What you return should match the data below exactly, with every entry reproduced.
(Beginning of ENTRIES SUPPLIED)
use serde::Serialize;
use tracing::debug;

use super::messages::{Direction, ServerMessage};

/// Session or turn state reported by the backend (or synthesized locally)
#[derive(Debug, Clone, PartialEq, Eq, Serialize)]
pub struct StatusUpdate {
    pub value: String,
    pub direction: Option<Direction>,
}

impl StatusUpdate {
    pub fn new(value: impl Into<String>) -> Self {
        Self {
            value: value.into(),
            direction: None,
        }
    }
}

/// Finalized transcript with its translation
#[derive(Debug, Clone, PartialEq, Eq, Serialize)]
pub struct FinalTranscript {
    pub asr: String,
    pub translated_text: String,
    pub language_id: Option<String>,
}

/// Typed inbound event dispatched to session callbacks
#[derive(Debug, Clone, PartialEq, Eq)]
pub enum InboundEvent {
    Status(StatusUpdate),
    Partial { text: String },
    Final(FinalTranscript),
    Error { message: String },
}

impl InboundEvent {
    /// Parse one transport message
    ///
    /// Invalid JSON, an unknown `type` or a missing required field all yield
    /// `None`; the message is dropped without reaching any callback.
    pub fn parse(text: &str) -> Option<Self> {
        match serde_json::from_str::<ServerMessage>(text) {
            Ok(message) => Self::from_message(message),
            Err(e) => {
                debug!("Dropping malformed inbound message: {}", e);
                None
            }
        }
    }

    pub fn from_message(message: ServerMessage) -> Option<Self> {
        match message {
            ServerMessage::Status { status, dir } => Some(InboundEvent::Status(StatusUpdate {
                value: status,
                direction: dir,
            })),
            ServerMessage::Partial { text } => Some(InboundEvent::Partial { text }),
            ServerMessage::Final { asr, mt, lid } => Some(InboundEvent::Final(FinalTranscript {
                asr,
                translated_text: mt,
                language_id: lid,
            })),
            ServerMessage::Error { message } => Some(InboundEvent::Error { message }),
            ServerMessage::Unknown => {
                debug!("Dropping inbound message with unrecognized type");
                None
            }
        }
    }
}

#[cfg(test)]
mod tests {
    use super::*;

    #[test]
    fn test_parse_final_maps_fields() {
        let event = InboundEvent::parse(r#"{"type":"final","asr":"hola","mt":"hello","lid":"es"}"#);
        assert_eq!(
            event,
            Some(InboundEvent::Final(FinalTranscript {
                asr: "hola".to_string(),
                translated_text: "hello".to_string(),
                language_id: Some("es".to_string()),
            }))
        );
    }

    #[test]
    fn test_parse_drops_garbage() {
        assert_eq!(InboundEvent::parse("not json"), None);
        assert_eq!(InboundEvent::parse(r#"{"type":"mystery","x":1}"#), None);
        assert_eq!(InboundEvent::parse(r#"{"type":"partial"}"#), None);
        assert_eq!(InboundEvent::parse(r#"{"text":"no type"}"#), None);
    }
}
(End of ENTRIES SUPPLIED)
- **OUTPUT FOR THIS TASK**
use serde::Serialize;
use tracing::debug;

use super::messages::{Direction, ServerMessage};

/// Session or turn state reported by the backend (or synthesized locally)
#[derive(Debug, Clone, PartialEq, Eq, Serialize)]
pub struct StatusUpdate {
    pub value: String,
    pub direction: Option<Direction>,
}

impl StatusUpdate {
    pub fn new(value: impl Into<String>) -> Self {
        Self {
            value: value.into(),
            direction: None,
        }
    }
}

/// Finalized transcript with its translation
#[derive(Debug, Clone, PartialEq, Eq, Serialize)]
pub struct FinalTranscript {
    pub asr: String,
    pub translated_text: String,
    pub language_id: Option<String>,
}

/// Typed inbound event dispatched to session callbacks
#[derive(Debug, Clone, PartialEq, Eq)]
pub enum InboundEvent {
    Status(StatusUpdate),
    Partial { text: String },
    Final(FinalTranscript),
    Error { message: String },
}

impl InboundEvent {
    /// Parse one transport message
    ///
    /// Invalid JSON, an unknown `type` or a missing required field all yield
    /// `None`; the message is dropped without reaching any callback.
    pub fn parse(text: &str) -> Option<Self> {
        match serde_json::from_str::<ServerMessage>(text) {
            Ok(message) => Self::from_message(message),
            Err(e) => {
                debug!("Dropping malformed inbound message: {}", e);
                None
            }
        }
    }

    pub fn from_message(message: ServerMessage) -> Option<Self> {
        match message {
            ServerMessage::Status { status, dir } => Some(InboundEvent::Status(StatusUpdate {
                value: status,
                direction: dir,
            })),
            ServerMessage::Partial { text } => Some(InboundEvent::Partial { text }),
            ServerMessage::Final { asr, mt, lid } => Some(InboundEvent::Final(FinalTranscript {
                asr,
                translated_text: mt,
                language_id: lid,
            })),
            ServerMessage::Error { message } => Some(InboundEvent::Error { message }),
            ServerMessage::Unknown => {
                debug!("Dropping inbound message with unrecognized type");
                None
            }
        }
    }
}

#[cfg(test)]
mod tests {
    use super::*;

    #[test]
    fn test_parse_final_maps_fields() {
        let event = InboundEvent::parse(r#"{"type":"final","asr":"hola","mt":"hello","lid":"es"}"#);
        assert_eq!(
            event,
            Some(InboundEvent::Final(FinalTranscript {
                asr: "hola".to_string(),
                translated_text: "hello".to_string(),
                language_id: Some("es".to_string()),
            }))
        );
    }

    #[test]
    fn test_parse_drops_garbage() {
        assert_eq!(InboundEvent::parse("not json"), None);
        assert_eq!(InboundEvent::parse(r#"{"type":"mystery","x":1}"#), None);
        assert_eq!(InboundEvent::parse(r#"{"type":"partial"}"#), None);
        assert_eq!(InboundEvent::parse(r#"{"text":"no type"}"#), None);
    }
}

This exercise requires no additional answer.